WHAT YOU WILL DO:
In the records that come next, find every line with "other". Return those lines.

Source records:

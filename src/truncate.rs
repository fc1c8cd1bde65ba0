//! Coordinate precision rounding for GPX files.
//!
//! Latitude and longitude are rounded to 6 decimals (~0.1 m), standalone
//! waypoint elevation to 6 decimals, and track point elevation to 2.

use crate::pipeline::{Result, read_gpx};
use gpx::{Gpx, GpxVersion, Waypoint};
use std::fs::File;
use std::io::BufWriter;
use std::path::Path;

const COORD_DECIMALS: i32 = 6;
const TRACK_ELEVATION_DECIMALS: i32 = 2;

fn round_to(value: f64, decimals: i32) -> f64 {
    let factor = 10f64.powi(decimals);
    (value * factor).round() / factor
}

/// Rebuild a waypoint with rounded coordinates and elevation. The point
/// itself is only reachable through a constructor, so every other field is
/// carried over explicitly.
fn rounded(waypoint: &Waypoint, elevation_decimals: i32) -> Waypoint {
    let point = waypoint.point();
    let mut out = Waypoint::new(geo::Point::new(
        round_to(point.x(), COORD_DECIMALS),
        round_to(point.y(), COORD_DECIMALS),
    ));
    out.elevation = waypoint.elevation.map(|e| round_to(e, elevation_decimals));
    out.speed = waypoint.speed;
    out.time = waypoint.time.clone();
    out.name = waypoint.name.clone();
    out.comment = waypoint.comment.clone();
    out.description = waypoint.description.clone();
    out.source = waypoint.source.clone();
    out.links = waypoint.links.clone();
    out.symbol = waypoint.symbol.clone();
    out.type_ = waypoint.type_.clone();
    out.geoidheight = waypoint.geoidheight;
    out.fix = waypoint.fix.clone();
    out.sat = waypoint.sat;
    out.hdop = waypoint.hdop;
    out.vdop = waypoint.vdop;
    out.pdop = waypoint.pdop;
    out.dgps_age = waypoint.dgps_age;
    out.dgpsid = waypoint.dgpsid;
    out
}

/// Round coordinate precision across all waypoints and track points.
pub fn round_coordinates(doc: &mut Gpx) {
    for waypoint in &mut doc.waypoints {
        *waypoint = rounded(waypoint, COORD_DECIMALS);
    }
    for track in &mut doc.tracks {
        for segment in &mut track.segments {
            for point in &mut segment.points {
                *point = rounded(point, TRACK_ELEVATION_DECIMALS);
            }
        }
    }
}

/// Read `input`, round its coordinates, and write the result to `output`
/// as GPX 1.1.
pub fn truncate_file(input: &Path, output: &Path) -> Result<()> {
    let mut doc = read_gpx(input)?;
    round_coordinates(&mut doc);
    doc.version = GpxVersion::Gpx11;
    gpx::write(&doc, BufWriter::new(File::create(output)?))?;
    tracing::info!(input = %input.display(), output = %output.display(), "truncated GPX");
    Ok(())
}
//! Trail aggregation: walks color-named subdirectories, derives per-trail
//! metadata, and merges the renamed tracks into the accumulator.

use crate::pipeline::{PipelineError, Result, park_slug, read_gpx};
use geo::{Distance, Haversine};
use gpx::{Gpx, Track};
use rand::Rng;
use serde::{Deserialize, Serialize};
use std::collections::BTreeMap;
use std::path::Path;
use std::str::FromStr;

/// International mile, matching the imperial definition used upstream.
const METERS_PER_MILE: f64 = 1_609.344;

/// The closed set of recognized trail colors. Subdirectory names are
/// matched case-insensitively against these tokens; anything else is
/// skipped entirely.
#[derive(Debug, Clone, Copy, PartialEq, Eq, Serialize, Deserialize)]
#[serde(rename_all = "snake_case")]
pub enum TrailColor {
    Black,
    Blue,
    Brown,
    DarkGreen,
    Grass,
    Green,
    Orange,
    Pink,
    Purple,
    Red,
    Sky,
    Teal,
    White,
    Yellow,
}

impl TrailColor {
    pub fn as_str(self) -> &'static str {
        match self {
            TrailColor::Black => "black",
            TrailColor::Blue => "blue",
            TrailColor::Brown => "brown",
            TrailColor::DarkGreen => "dark_green",
            TrailColor::Grass => "grass",
            TrailColor::Green => "green",
            TrailColor::Orange => "orange",
            TrailColor::Pink => "pink",
            TrailColor::Purple => "purple",
            TrailColor::Red => "red",
            TrailColor::Sky => "sky",
            TrailColor::Teal => "teal",
            TrailColor::White => "white",
            TrailColor::Yellow => "yellow",
        }
    }
}

impl FromStr for TrailColor {
    type Err = ();

    fn from_str(s: &str) -> std::result::Result<Self, Self::Err> {
        match s.to_ascii_lowercase().as_str() {
            "black" => Ok(TrailColor::Black),
            "blue" => Ok(TrailColor::Blue),
            "brown" => Ok(TrailColor::Brown),
            "dark_green" => Ok(TrailColor::DarkGreen),
            "grass" => Ok(TrailColor::Grass),
            "green" => Ok(TrailColor::Green),
            "orange" => Ok(TrailColor::Orange),
            "pink" => Ok(TrailColor::Pink),
            "purple" => Ok(TrailColor::Purple),
            "red" => Ok(TrailColor::Red),
            "sky" => Ok(TrailColor::Sky),
            "teal" => Ok(TrailColor::Teal),
            "white" => Ok(TrailColor::White),
            "yellow" => Ok(TrailColor::Yellow),
            _ => Err(()),
        }
    }
}

/// Derived per-trail metadata as it appears in the output document.
#[derive(Debug, Clone, PartialEq, Serialize, Deserialize)]
pub struct Trail {
    pub name: String,
    pub color: TrailColor,
    /// 2D length in miles, ceiling-rounded to 2 decimals.
    pub length: f64,
    /// Southwest corner as `[latitude, longitude]`.
    #[serde(rename = "SW")]
    pub sw: [f64; 2],
    /// Northeast corner as `[latitude, longitude]`.
    #[serde(rename = "NE")]
    pub ne: [f64; 2],
    #[serde(rename = "parentID")]
    pub parent_id: String,
    pub url: String,
}

/// Derive a trail's slug from its display name: when the name contains a
/// hyphen, take the segment between the first and second hyphen, trimmed.
/// Either way, lowercase and replace spaces with underscores.
pub fn trail_slug(name: &str) -> String {
    let base = match name.split('-').nth(1) {
        Some(segment) => segment.trim(),
        None => name,
    };
    base.replace(' ', "_").to_lowercase()
}

/// Sum of consecutive-point great-circle distances in meters, ignoring
/// elevation. Segments do not chain into each other.
pub fn track_length_2d(track: &Track) -> f64 {
    let mut total = 0.0;
    for segment in &track.segments {
        for pair in segment.points.windows(2) {
            total += Haversine.distance(pair[0].point(), pair[1].point());
        }
    }
    total
}

/// Min/max latitude and longitude across every point in the track, as
/// `(SW, NE)` corners. `None` when the track has no points.
pub fn track_bounds(track: &Track) -> Option<([f64; 2], [f64; 2])> {
    let mut min_lat = f64::INFINITY;
    let mut min_lon = f64::INFINITY;
    let mut max_lat = f64::NEG_INFINITY;
    let mut max_lon = f64::NEG_INFINITY;
    let mut found = false;

    for segment in &track.segments {
        for waypoint in &segment.points {
            let point = waypoint.point();
            min_lat = min_lat.min(point.y());
            min_lon = min_lon.min(point.x());
            max_lat = max_lat.max(point.y());
            max_lon = max_lon.max(point.x());
            found = true;
        }
    }

    found.then_some(([min_lat, min_lon], [max_lat, max_lon]))
}

/// Smallest multiple of 0.01 that is >= the input.
fn ceil_hundredths(value: f64) -> f64 {
    (value * 100.0).ceil() / 100.0
}

/// Every merged track gets a unique, parseable name encoding its trail id
/// and 32 random bits, so downstream consumers can disambiguate tracks
/// while tracing them back to their trail.
fn segment_tag<R: Rng>(trail_id: &str, rng: &mut R) -> String {
    format!("seg:{trail_id}:{:08x}", rng.random::<u32>())
}

/// Walk the park directory's color subdirectories, record a [`Trail`] per
/// track, rename each track with a segment tag, and append all tracks and
/// waypoints to the accumulator.
///
/// Two tracks normalizing to the same trail id overwrite each other in the
/// returned mapping; each overwrite is logged rather than rejected.
pub fn aggregate_trails<R: Rng>(
    dir: &Path,
    url: &str,
    merged: &mut Gpx,
    rng: &mut R,
) -> Result<BTreeMap<String, Trail>> {
    let park = park_slug(dir)?;
    let mut trails = BTreeMap::new();
    let mut collisions = 0usize;

    for (color_dir, color) in color_dirs(dir)? {
        for file in gpx_files(&color_dir)? {
            let mut doc = read_gpx(&file)?;
            for track in &mut doc.tracks {
                let name = track.name.clone().unwrap_or_default();
                let id = format!("trails-{park}-{}", trail_slug(&name));
                let (sw, ne) =
                    track_bounds(track).ok_or_else(|| PipelineError::EmptyTrack(name.clone()))?;
                let trail = Trail {
                    name,
                    color,
                    length: ceil_hundredths(track_length_2d(track) / METERS_PER_MILE),
                    sw,
                    ne,
                    parent_id: format!("park-{park}"),
                    url: url.to_string(),
                };
                if trails.insert(id.clone(), trail).is_some() {
                    collisions += 1;
                    tracing::warn!(trail = %id, "trail id collision, overwriting earlier entry");
                }
                // Rename before the append below so the tag lands in the
                // merged copy.
                track.name = Some(segment_tag(&id, rng));
            }
            merged.tracks.append(&mut doc.tracks);
            merged.waypoints.append(&mut doc.waypoints);
        }
    }

    if collisions > 0 {
        tracing::warn!(collisions, park = %park, "overwrote colliding trail ids");
    }
    Ok(trails)
}

/// Immediate subdirectories whose name parses as a [`TrailColor`], sorted
/// by name for deterministic output order.
fn color_dirs(dir: &Path) -> Result<Vec<(std::path::PathBuf, TrailColor)>> {
    let mut dirs = Vec::new();
    for entry in std::fs::read_dir(dir)? {
        let path = entry?.path();
        if !path.is_dir() {
            continue;
        }
        let Some(name) = path.file_name().and_then(|n| n.to_str()) else {
            continue;
        };
        if let Ok(color) = name.parse::<TrailColor>() {
            dirs.push((path, color));
        }
    }
    dirs.sort_by(|a, b| a.0.cmp(&b.0));
    Ok(dirs)
}

/// `*.gpx` files directly inside a color directory (not recursive), sorted.
fn gpx_files(dir: &Path) -> Result<Vec<std::path::PathBuf>> {
    let mut files = Vec::new();
    for entry in std::fs::read_dir(dir)? {
        let path = entry?.path();
        let is_gpx = path.is_file()
            && path
                .extension()
                .and_then(|e| e.to_str())
                .is_some_and(|e| e.eq_ignore_ascii_case("gpx"));
        if is_gpx {
            files.push(path);
        }
    }
    files.sort();
    Ok(files)
}

#[cfg(test)]
mod tests {
    use super::*;
    use gpx::{TrackSegment, Waypoint};
    use rand::SeedableRng;
    use rand::rngs::StdRng;

    fn track_with_points(points: &[(f64, f64)]) -> Track {
        let mut segment = TrackSegment::default();
        for &(lat, lon) in points {
            segment.points.push(Waypoint::new(geo::Point::new(lon, lat)));
        }
        let mut track = Track::default();
        track.segments.push(segment);
        track
    }

    #[test]
    fn test_trail_slug_hyphenated_name() {
        assert_eq!(trail_slug("Trail - Loop A"), "loop_a");
    }

    #[test]
    fn test_trail_slug_takes_segment_between_first_and_second_hyphen() {
        assert_eq!(trail_slug("Tryon - East Rim - upper"), "east_rim");
    }

    #[test]
    fn test_trail_slug_without_hyphen() {
        assert_eq!(trail_slug("North Meadow"), "north_meadow");
    }

    #[test]
    fn test_color_parsing_is_case_insensitive() {
        assert_eq!("Red".parse::<TrailColor>(), Ok(TrailColor::Red));
        assert_eq!("DARK_GREEN".parse::<TrailColor>(), Ok(TrailColor::DarkGreen));
        assert!("Striped".parse::<TrailColor>().is_err());
    }

    #[test]
    fn test_color_serializes_to_lowercase_token() {
        let json = serde_json::to_string(&TrailColor::DarkGreen).unwrap();
        assert_eq!(json, "\"dark_green\"");
    }

    #[test]
    fn test_ceil_hundredths_rounds_up() {
        assert_eq!(ceil_hundredths(1.001), 1.01);
        assert_eq!(ceil_hundredths(2.0), 2.0);
        assert_eq!(ceil_hundredths(0.111), 0.12);
    }

    #[test]
    fn test_track_length_monotonic() {
        let short = track_with_points(&[(43.0, -77.6), (43.01, -77.6)]);
        let long = track_with_points(&[(43.0, -77.6), (43.01, -77.6), (43.03, -77.6)]);
        assert!(track_length_2d(&long) > track_length_2d(&short));
        assert!(track_length_2d(&short) > 0.0);
    }

    #[test]
    fn test_track_length_ignores_elevation() {
        let mut track = track_with_points(&[(43.0, -77.6), (43.01, -77.6)]);
        let flat = track_length_2d(&track);
        for point in &mut track.segments[0].points {
            point.elevation = Some(500.0);
        }
        assert_eq!(track_length_2d(&track), flat);
    }

    #[test]
    fn test_track_bounds_min_max_corners() {
        let track = track_with_points(&[(43.1, -77.5), (43.0, -77.6)]);
        let (sw, ne) = track_bounds(&track).unwrap();
        assert_eq!(sw, [43.0, -77.6]);
        assert_eq!(ne, [43.1, -77.5]);
    }

    #[test]
    fn test_track_bounds_single_point() {
        let track = track_with_points(&[(43.05, -77.55)]);
        let (sw, ne) = track_bounds(&track).unwrap();
        assert_eq!(sw, ne);
        assert_eq!(sw, [43.05, -77.55]);
    }

    #[test]
    fn test_track_bounds_empty_track() {
        assert!(track_bounds(&Track::default()).is_none());
    }

    #[test]
    fn test_segment_tag_format() {
        let mut rng = StdRng::seed_from_u64(7);
        let tag = segment_tag("trails-tryon-loop_a", &mut rng);
        let parts: Vec<&str> = tag.split(':').collect();
        assert_eq!(parts.len(), 3);
        assert_eq!(parts[0], "seg");
        assert_eq!(parts[1], "trails-tryon-loop_a");
        assert_eq!(parts[2].len(), 8);
        assert!(
            parts[2]
                .chars()
                .all(|c| c.is_ascii_hexdigit() && !c.is_ascii_uppercase())
        );
    }

    #[test]
    fn test_segment_tag_seeded_determinism() {
        let mut a = StdRng::seed_from_u64(42);
        let mut b = StdRng::seed_from_u64(42);
        assert_eq!(segment_tag("trails-x-y", &mut a), segment_tag("trails-x-y", &mut b));
    }
}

TASK RESPONSE:
/// itself is only reachable through a constructor, so every other field is
/// elevation. Segments do not chain into each other.
/// Two tracks normalizing to the same trail id overwrite each other in the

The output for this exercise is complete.